++++ Record set

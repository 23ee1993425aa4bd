//! Label maps: label key to the multiset of values recorded for it.

use std::collections::BTreeMap;
use std::ops::{Add, AddAssign};

use serde::{Deserialize, Serialize};

/// Occurrence count of each value under one label key.
pub type ValueCounter = BTreeMap<String, u32>;

/// Labels carried by a node, a pod or a set of scheduled instances.
///
/// The same key may be recorded with several values (one per instance that
/// contributed it), so each key maps to a counter rather than a single value.
#[derive(Debug, Clone, Default, PartialEq, Eq, Serialize, Deserialize)]
#[serde(transparent)]
pub struct LabelMap(BTreeMap<String, ValueCounter>);

impl LabelMap {
    pub const fn new() -> Self {
        Self(BTreeMap::new())
    }

    /// Parse `key:value` strings. A label without `:` records an empty value.
    pub fn from_labels<S: AsRef<str>>(labels: &[S]) -> Self {
        let mut map = Self::new();
        for label in labels {
            let (key, value) = match label.as_ref().split_once(':') {
                Some((key, value)) => (key, value),
                None => (label.as_ref(), ""),
            };
            map.insert(key, value);
        }
        map
    }

    /// Record one occurrence of `value` under `key`.
    pub fn insert(&mut self, key: impl Into<String>, value: impl Into<String>) {
        *self
            .0
            .entry(key.into())
            .or_default()
            .entry(value.into())
            .or_insert(0) += 1;
    }

    pub fn with(mut self, key: impl Into<String>, value: impl Into<String>) -> Self {
        self.insert(key, value);
        self
    }

    pub fn contains_key(&self, key: &str) -> bool {
        self.0.contains_key(key)
    }

    pub fn values(&self, key: &str) -> Option<&ValueCounter> {
        self.0.get(key)
    }

    pub fn is_empty(&self) -> bool {
        self.0.is_empty()
    }

    pub fn len(&self) -> usize {
        self.0.len()
    }

    pub fn iter(&self) -> impl Iterator<Item = (&String, &ValueCounter)> {
        self.0.iter()
    }

    /// Remove the occurrences recorded in `other`. Values whose count drops
    /// to zero disappear, and so do keys left without values.
    pub fn subtract(&mut self, other: &LabelMap) {
        for (key, counter) in &other.0 {
            let Some(mine) = self.0.get_mut(key) else {
                continue;
            };
            for (value, count) in counter {
                if let Some(current) = mine.get_mut(value) {
                    *current = current.saturating_sub(*count);
                    if *current == 0 {
                        mine.remove(value);
                    }
                }
            }
            if mine.is_empty() {
                self.0.remove(key);
            }
        }
    }
}

impl AddAssign<&LabelMap> for LabelMap {
    fn add_assign(&mut self, rhs: &LabelMap) {
        for (key, counter) in &rhs.0 {
            let mine = self.0.entry(key.clone()).or_default();
            for (value, count) in counter {
                *mine.entry(value.clone()).or_insert(0) += count;
            }
        }
    }
}

impl Add<&LabelMap> for &LabelMap {
    type Output = LabelMap;

    fn add(self, rhs: &LabelMap) -> LabelMap {
        let mut out = self.clone();
        out += rhs;
        out
    }
}

impl<K: Into<String>, V: Into<String>> FromIterator<(K, V)> for LabelMap {
    fn from_iter<I: IntoIterator<Item = (K, V)>>(iter: I) -> Self {
        let mut map = Self::new();
        for (key, value) in iter {
            map.insert(key, value);
        }
        map
    }
}

#[cfg(test)]
mod tests {
    use super::*;

    #[test]
    fn test_from_labels_splits_on_first_colon() {
        let map = LabelMap::from_labels(&["app:web", "zone:az1:rack2", "gpu"]);
        assert!(map.values("app").unwrap().contains_key("web"));
        assert!(map.values("zone").unwrap().contains_key("az1:rack2"));
        assert!(map.values("gpu").unwrap().contains_key(""));
    }

    #[test]
    fn test_merge_counts_values() {
        let a = LabelMap::new().with("app", "web");
        let b = LabelMap::new().with("app", "web").with("app", "db");
        let merged = &a + &b;
        let values = merged.values("app").unwrap();
        assert_eq!(values.get("web"), Some(&2));
        assert_eq!(values.get("db"), Some(&1));
    }

    #[test]
    fn test_subtract_removes_drained_keys() {
        let mut map = LabelMap::new().with("app", "web").with("tier", "front");
        map.subtract(&LabelMap::new().with("app", "web"));
        assert!(!map.contains_key("app"));
        assert!(map.contains_key("tier"));
    }
}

++++++++

◆ Exercise prompt: All of the data above should be reproduced exactly, with nothing left out.

◆ Exercise output:
repository 23ee1993425aa4bd
//! Label maps: label key to the multiset of values recorded for it.

use std::collections::BTreeMap;
use std::ops::{Add, AddAssign};

use serde::{Deserialize, Serialize};

/// Occurrence count of each value under one label key.
pub type ValueCounter = BTreeMap<String, u32>;

/// Labels carried by a node, a pod or a set of scheduled instances.
///
/// The same key may be recorded with several values (one per instance that
/// contributed it), so each key maps to a counter rather than a single value.
#[derive(Debug, Clone, Default, PartialEq, Eq, Serialize, Deserialize)]
#[serde(transparent)]
pub struct LabelMap(BTreeMap<String, ValueCounter>);

impl LabelMap {
    pub const fn new() -> Self {
        Self(BTreeMap::new())
    }

    /// Parse `key:value` strings. A label without `:` records an empty value.
    pub fn from_labels<S: AsRef<str>>(labels: &[S]) -> Self {
        let mut map = Self::new();
        for label in labels {
            let (key, value) = match label.as_ref().split_once(':') {
                Some((key, value)) => (key, value),
                None => (label.as_ref(), ""),
            };
            map.insert(key, value);
        }
        map
    }

    /// Record one occurrence of `value` under `key`.
    pub fn insert(&mut self, key: impl Into<String>, value: impl Into<String>) {
        *self
            .0
            .entry(key.into())
            .or_default()
            .entry(value.into())
            .or_insert(0) += 1;
    }

    pub fn with(mut self, key: impl Into<String>, value: impl Into<String>) -> Self {
        self.insert(key, value);
        self
    }

    pub fn contains_key(&self, key: &str) -> bool {
        self.0.contains_key(key)
    }

    pub fn values(&self, key: &str) -> Option<&ValueCounter> {
        self.0.get(key)
    }

    pub fn is_empty(&self) -> bool {
        self.0.is_empty()
    }

    pub fn len(&self) -> usize {
        self.0.len()
    }

    pub fn iter(&self) -> impl Iterator<Item = (&String, &ValueCounter)> {
        self.0.iter()
    }

    /// Remove the occurrences recorded in `other`. Values whose count drops
    /// to zero disappear, and so do keys left without values.
    pub fn subtract(&mut self, other: &LabelMap) {
        for (key, counter) in &other.0 {
            let Some(mine) = self.0.get_mut(key) else {
                continue;
            };
            for (value, count) in counter {
                if let Some(current) = mine.get_mut(value) {
                    *current = current.saturating_sub(*count);
                    if *current == 0 {
                        mine.remove(value);
                    }
                }
            }
            if mine.is_empty() {
                self.0.remove(key);
            }
        }
    }
}

impl AddAssign<&LabelMap> for LabelMap {
    fn add_assign(&mut self, rhs: &LabelMap) {
        for (key, counter) in &rhs.0 {
            let mine = self.0.entry(key.clone()).or_default();
            for (value, count) in counter {
                *mine.entry(value.clone()).or_insert(0) += count;
            }
        }
    }
}

impl Add<&LabelMap> for &LabelMap {
    type Output = LabelMap;

    fn add(self, rhs: &LabelMap) -> LabelMap {
        let mut out = self.clone();
        out += rhs;
        out
    }
}

impl<K: Into<String>, V: Into<String>> FromIterator<(K, V)> for LabelMap {
    fn from_iter<I: IntoIterator<Item = (K, V)>>(iter: I) -> Self {
        let mut map = Self::new();
        for (key, value) in iter {
            map.insert(key, value);
        }
        map
    }
}

#[cfg(test)]
mod tests {
    use super::*;

    #[test]
    fn test_from_labels_splits_on_first_colon() {
        let map = LabelMap::from_labels(&["app:web", "zone:az1:rack2", "gpu"]);
        assert!(map.values("app").unwrap().contains_key("web"));
        assert!(map.values("zone").unwrap().contains_key("az1:rack2"));
        assert!(map.values("gpu").unwrap().contains_key(""));
    }

    #[test]
    fn test_merge_counts_values() {
        let a = LabelMap::new().with("app", "web");
        let b = LabelMap::new().with("app", "web").with("app", "db");
        let merged = &a + &b;
        let values = merged.values("app").unwrap();
        assert_eq!(values.get("web"), Some(&2));
        assert_eq!(values.get("db"), Some(&1));
    }

    #[test]
    fn test_subtract_removes_drained_keys() {
        let mut map = LabelMap::new().with("app", "web").with("tier", "front");
        map.subtract(&LabelMap::new().with("app", "web"));
        assert!(!map.contains_key("app"));
        assert!(map.contains_key("tier"));
    }
}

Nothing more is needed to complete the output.